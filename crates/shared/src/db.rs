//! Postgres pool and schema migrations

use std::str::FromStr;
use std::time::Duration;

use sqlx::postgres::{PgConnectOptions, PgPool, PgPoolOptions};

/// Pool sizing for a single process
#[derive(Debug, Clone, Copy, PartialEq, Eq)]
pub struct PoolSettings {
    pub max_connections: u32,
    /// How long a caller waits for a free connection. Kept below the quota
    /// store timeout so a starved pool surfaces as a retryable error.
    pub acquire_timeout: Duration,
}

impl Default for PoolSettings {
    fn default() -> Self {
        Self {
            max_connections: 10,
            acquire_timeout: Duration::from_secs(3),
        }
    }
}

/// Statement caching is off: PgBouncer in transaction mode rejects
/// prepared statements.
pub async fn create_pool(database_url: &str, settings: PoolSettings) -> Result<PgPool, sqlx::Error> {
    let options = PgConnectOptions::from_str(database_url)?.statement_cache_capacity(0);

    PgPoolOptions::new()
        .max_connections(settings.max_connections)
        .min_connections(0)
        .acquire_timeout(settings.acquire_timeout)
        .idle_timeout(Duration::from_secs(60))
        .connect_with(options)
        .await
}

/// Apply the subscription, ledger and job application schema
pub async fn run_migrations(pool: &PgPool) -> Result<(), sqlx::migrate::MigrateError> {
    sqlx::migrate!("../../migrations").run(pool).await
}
- - -
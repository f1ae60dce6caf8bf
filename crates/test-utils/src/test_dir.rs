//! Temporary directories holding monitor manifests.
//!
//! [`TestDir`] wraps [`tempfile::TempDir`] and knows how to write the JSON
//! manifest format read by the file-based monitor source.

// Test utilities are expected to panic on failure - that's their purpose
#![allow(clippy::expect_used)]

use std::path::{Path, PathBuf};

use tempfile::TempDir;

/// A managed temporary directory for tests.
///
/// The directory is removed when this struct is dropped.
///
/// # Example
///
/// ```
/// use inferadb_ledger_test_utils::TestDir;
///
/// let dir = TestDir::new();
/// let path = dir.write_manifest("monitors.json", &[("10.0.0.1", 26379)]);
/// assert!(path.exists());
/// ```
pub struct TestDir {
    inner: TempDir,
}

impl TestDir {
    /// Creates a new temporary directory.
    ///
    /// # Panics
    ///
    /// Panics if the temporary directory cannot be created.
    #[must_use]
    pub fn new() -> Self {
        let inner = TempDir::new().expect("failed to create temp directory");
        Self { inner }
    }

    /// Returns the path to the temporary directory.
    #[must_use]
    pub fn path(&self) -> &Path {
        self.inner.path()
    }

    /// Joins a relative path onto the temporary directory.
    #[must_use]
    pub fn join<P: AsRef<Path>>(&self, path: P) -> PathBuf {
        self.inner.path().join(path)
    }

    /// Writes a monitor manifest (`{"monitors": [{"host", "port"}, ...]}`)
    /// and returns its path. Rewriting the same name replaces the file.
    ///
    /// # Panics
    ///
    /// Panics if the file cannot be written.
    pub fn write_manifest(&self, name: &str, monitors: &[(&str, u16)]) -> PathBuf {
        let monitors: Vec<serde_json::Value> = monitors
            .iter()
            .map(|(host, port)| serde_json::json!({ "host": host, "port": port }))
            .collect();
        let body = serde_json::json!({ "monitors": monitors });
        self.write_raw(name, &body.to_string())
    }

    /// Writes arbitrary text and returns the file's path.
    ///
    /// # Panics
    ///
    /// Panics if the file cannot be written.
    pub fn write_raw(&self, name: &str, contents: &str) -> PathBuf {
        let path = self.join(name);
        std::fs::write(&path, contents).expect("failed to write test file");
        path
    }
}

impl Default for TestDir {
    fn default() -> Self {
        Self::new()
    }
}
- - -
*WHAT YOU ARE ASKED TO DO*: Find the line with "filename crates/shared/src/db.rs" in the entries above. Retype it and each line after it, exactly, through the line with "pub async fn run_migrations(pool: &PgPool)", and stop there.

*ANSWER FOR THIS EXERCISE*:
filename crates/shared/src/db.rs
//! Postgres pool and schema migrations

use std::str::FromStr;
use std::time::Duration;

use sqlx::postgres::{PgConnectOptions, PgPool, PgPoolOptions};

/// Pool sizing for a single process
#[derive(Debug, Clone, Copy, PartialEq, Eq)]
pub struct PoolSettings {
    pub max_connections: u32,
    /// How long a caller waits for a free connection. Kept below the quota
    /// store timeout so a starved pool surfaces as a retryable error.
    pub acquire_timeout: Duration,
}

impl Default for PoolSettings {
    fn default() -> Self {
        Self {
            max_connections: 10,
            acquire_timeout: Duration::from_secs(3),
        }
    }
}

/// Statement caching is off: PgBouncer in transaction mode rejects
/// prepared statements.
pub async fn create_pool(database_url: &str, settings: PoolSettings) -> Result<PgPool, sqlx::Error> {
    let options = PgConnectOptions::from_str(database_url)?.statement_cache_capacity(0);

    PgPoolOptions::new()
        .max_connections(settings.max_connections)
        .min_connections(0)
        .acquire_timeout(settings.acquire_timeout)
        .idle_timeout(Duration::from_secs(60))
        .connect_with(options)
        .await
}

/// Apply the subscription, ledger and job application schema
pub async fn run_migrations(pool: &PgPool) -> Result<(), sqlx::migrate::MigrateError> {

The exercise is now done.